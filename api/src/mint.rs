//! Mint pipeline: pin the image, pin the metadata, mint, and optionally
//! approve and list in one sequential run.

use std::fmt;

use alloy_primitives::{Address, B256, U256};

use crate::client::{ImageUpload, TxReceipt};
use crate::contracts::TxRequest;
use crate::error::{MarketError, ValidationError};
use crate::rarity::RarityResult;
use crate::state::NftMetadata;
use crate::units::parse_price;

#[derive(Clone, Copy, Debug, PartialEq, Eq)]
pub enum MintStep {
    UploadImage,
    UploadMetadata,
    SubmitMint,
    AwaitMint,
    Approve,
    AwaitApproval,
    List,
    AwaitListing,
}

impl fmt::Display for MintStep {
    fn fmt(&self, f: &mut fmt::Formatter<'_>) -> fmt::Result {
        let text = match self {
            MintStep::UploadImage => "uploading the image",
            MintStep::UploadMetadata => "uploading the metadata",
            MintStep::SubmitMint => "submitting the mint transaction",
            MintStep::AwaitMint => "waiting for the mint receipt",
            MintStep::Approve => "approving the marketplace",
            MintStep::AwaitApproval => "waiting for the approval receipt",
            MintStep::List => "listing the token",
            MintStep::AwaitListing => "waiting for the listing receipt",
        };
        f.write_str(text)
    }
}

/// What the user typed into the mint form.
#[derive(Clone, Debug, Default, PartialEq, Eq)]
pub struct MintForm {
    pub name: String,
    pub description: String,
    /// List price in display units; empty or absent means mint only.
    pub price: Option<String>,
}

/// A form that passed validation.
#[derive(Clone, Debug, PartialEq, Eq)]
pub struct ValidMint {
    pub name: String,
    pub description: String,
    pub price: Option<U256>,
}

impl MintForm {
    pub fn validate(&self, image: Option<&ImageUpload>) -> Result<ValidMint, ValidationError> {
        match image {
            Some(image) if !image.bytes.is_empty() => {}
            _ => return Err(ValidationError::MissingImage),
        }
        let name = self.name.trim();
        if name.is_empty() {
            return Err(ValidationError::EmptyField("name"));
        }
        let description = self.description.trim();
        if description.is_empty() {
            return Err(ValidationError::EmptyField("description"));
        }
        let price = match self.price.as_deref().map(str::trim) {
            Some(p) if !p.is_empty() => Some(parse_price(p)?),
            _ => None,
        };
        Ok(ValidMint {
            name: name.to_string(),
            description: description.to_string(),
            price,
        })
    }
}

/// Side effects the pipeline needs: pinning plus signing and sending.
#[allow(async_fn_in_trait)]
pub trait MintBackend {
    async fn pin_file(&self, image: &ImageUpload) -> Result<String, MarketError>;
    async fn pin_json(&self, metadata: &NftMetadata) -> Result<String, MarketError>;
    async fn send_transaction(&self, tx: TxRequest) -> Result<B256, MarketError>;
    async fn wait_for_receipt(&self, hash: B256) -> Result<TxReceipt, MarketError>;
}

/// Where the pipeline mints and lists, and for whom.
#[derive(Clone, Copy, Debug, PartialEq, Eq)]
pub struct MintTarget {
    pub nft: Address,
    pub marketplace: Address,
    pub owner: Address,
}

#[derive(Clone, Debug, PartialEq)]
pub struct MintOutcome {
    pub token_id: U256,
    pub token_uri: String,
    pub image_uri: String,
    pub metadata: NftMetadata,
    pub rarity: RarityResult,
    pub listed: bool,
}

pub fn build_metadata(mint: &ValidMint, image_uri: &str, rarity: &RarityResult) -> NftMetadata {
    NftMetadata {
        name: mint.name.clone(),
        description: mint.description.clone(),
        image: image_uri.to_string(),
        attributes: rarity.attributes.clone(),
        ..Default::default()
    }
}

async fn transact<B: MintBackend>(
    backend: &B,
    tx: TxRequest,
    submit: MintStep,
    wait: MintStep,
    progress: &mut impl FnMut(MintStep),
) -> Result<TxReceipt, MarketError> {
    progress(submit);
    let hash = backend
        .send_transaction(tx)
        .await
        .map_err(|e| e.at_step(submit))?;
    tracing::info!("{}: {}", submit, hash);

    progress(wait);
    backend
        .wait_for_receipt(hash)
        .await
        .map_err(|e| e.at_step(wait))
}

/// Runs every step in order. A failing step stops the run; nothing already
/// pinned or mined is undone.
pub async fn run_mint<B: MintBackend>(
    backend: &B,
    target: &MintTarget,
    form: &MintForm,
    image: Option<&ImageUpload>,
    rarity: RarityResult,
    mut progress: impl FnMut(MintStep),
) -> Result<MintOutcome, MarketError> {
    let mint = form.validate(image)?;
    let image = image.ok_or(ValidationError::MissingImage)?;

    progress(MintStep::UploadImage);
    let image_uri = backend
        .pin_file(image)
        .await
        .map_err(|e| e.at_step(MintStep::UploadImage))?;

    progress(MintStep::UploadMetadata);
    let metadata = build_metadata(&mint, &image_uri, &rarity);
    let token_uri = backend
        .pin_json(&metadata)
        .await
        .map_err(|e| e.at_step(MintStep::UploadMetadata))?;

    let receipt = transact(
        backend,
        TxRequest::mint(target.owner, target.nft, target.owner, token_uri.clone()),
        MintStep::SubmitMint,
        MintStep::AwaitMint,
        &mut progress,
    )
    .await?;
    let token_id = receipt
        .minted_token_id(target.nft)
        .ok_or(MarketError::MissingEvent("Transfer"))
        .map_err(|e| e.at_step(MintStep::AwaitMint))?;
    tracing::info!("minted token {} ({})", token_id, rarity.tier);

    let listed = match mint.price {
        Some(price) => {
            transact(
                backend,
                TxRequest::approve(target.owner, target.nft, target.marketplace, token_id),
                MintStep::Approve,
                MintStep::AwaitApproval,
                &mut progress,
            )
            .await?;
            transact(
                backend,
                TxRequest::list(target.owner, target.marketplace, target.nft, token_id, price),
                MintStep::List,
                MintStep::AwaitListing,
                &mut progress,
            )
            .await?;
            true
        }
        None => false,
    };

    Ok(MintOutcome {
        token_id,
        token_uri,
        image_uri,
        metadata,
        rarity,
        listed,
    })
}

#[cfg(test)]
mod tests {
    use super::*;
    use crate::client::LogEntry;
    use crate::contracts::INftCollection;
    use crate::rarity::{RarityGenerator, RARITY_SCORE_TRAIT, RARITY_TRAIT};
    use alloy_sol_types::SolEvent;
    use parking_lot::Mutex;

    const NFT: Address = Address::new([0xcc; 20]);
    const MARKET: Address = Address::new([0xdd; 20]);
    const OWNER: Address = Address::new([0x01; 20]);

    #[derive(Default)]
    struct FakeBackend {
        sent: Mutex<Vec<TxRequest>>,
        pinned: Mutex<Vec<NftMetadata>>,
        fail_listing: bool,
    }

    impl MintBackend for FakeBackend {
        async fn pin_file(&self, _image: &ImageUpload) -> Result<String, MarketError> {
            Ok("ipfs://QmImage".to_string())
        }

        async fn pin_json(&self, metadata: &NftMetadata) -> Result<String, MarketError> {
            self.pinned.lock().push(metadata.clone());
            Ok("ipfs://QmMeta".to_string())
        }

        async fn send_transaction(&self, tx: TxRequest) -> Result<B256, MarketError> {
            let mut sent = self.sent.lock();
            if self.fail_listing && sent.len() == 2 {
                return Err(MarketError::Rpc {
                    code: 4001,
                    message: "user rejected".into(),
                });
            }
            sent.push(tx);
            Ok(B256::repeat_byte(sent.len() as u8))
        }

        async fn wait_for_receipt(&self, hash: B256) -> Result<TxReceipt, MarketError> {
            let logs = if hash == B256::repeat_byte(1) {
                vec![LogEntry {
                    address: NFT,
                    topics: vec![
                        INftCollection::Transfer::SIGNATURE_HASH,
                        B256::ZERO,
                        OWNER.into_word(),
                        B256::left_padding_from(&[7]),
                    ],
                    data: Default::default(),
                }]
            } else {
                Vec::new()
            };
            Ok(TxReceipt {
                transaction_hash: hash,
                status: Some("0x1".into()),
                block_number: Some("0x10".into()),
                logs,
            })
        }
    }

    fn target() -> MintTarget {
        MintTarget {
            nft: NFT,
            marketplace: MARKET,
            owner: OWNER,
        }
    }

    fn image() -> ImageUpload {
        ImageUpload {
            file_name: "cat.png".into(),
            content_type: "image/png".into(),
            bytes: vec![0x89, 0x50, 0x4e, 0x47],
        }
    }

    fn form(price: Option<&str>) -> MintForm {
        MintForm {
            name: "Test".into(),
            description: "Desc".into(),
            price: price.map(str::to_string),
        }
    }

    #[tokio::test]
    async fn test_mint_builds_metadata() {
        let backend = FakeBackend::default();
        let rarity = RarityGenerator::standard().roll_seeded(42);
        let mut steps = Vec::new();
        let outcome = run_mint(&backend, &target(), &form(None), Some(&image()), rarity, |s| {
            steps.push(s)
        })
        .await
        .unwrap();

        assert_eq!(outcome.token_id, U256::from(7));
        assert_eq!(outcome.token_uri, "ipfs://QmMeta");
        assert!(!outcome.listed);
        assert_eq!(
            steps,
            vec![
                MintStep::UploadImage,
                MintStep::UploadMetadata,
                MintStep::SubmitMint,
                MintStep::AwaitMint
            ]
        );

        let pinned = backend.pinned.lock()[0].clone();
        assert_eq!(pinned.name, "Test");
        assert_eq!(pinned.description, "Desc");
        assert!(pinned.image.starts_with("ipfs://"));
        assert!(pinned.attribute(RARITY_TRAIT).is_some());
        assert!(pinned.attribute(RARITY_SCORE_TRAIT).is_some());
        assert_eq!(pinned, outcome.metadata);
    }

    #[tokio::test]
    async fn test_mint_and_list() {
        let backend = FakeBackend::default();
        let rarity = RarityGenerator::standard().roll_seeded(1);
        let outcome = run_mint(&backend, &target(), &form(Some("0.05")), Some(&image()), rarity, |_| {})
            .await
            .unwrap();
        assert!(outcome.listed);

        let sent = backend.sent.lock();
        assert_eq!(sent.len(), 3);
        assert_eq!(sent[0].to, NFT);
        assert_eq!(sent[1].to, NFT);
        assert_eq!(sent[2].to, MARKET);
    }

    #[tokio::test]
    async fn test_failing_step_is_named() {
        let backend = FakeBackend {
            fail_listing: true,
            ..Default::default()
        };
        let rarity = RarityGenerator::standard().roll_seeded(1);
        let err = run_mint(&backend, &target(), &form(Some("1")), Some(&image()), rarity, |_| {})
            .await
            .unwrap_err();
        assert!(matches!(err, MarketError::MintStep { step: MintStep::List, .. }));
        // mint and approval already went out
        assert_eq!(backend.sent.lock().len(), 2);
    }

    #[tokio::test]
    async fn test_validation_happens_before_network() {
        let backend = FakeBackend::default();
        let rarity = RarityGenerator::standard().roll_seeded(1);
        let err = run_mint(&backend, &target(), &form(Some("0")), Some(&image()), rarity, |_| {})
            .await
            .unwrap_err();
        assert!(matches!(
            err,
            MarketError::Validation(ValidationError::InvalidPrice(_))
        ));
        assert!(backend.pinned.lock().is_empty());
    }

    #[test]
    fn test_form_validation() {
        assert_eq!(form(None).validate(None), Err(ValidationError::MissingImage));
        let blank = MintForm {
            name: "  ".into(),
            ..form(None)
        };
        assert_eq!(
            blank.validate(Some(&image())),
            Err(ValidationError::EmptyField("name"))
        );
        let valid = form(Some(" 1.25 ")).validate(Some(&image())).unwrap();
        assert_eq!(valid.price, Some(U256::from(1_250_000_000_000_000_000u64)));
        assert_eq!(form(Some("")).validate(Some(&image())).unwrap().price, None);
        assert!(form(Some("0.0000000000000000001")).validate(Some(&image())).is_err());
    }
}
+--
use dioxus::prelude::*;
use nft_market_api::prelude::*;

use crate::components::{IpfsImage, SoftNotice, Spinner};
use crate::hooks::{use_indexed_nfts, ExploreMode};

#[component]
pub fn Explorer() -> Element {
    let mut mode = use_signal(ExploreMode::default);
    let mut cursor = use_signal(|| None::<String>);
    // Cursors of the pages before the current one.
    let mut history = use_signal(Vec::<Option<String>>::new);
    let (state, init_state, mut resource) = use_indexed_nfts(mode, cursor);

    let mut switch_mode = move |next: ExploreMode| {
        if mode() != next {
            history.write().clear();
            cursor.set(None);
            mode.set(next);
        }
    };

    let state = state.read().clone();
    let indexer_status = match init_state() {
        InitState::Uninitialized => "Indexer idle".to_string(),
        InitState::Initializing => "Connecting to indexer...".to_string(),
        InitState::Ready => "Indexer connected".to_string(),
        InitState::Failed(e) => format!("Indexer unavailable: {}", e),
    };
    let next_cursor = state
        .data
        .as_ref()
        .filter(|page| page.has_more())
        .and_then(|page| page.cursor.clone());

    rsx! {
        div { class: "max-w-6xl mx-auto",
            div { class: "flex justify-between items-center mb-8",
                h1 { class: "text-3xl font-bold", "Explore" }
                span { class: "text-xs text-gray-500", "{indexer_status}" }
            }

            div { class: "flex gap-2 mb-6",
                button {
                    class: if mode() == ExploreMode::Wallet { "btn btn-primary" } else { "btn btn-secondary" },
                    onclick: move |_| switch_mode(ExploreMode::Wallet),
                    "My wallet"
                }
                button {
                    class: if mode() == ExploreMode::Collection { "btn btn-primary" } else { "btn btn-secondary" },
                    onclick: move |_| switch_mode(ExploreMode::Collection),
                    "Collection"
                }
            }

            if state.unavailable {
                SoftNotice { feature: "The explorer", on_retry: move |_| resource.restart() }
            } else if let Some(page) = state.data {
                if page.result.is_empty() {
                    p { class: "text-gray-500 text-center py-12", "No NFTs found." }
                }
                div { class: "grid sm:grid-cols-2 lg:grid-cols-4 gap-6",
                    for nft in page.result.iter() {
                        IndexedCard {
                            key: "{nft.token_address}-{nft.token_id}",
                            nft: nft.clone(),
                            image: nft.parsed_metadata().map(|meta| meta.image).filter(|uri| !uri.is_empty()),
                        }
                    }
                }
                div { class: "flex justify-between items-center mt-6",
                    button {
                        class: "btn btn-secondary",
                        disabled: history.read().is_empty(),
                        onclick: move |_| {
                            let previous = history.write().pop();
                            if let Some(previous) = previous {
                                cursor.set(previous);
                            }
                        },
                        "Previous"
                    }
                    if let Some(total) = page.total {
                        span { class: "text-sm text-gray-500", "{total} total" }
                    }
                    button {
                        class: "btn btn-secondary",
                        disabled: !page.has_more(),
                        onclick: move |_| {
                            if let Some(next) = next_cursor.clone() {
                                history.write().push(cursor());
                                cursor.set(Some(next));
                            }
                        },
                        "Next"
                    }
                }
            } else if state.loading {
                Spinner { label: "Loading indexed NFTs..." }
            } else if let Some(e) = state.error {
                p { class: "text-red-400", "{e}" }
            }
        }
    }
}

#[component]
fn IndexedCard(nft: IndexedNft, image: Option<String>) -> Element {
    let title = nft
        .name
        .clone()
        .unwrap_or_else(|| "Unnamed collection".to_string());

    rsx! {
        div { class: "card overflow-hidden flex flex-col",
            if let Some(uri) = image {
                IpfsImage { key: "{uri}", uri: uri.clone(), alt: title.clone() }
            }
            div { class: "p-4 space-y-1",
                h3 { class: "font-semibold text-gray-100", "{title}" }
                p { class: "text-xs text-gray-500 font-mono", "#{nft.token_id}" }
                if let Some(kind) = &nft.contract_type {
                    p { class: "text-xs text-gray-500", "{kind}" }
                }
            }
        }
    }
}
+--
● What is required
Exactly the lines above from the one with "filename api/src/mint.rs" to the one with "impl fmt::Display for", both included, are to be quoted; leave the rest out.

● Result of the task
filename api/src/mint.rs
//! Mint pipeline: pin the image, pin the metadata, mint, and optionally
//! approve and list in one sequential run.

use std::fmt;

use alloy_primitives::{Address, B256, U256};

use crate::client::{ImageUpload, TxReceipt};
use crate::contracts::TxRequest;
use crate::error::{MarketError, ValidationError};
use crate::rarity::RarityResult;
use crate::state::NftMetadata;
use crate::units::parse_price;

#[derive(Clone, Copy, Debug, PartialEq, Eq)]
pub enum MintStep {
    UploadImage,
    UploadMetadata,
    SubmitMint,
    AwaitMint,
    Approve,
    AwaitApproval,
    List,
    AwaitListing,
}

impl fmt::Display for MintStep {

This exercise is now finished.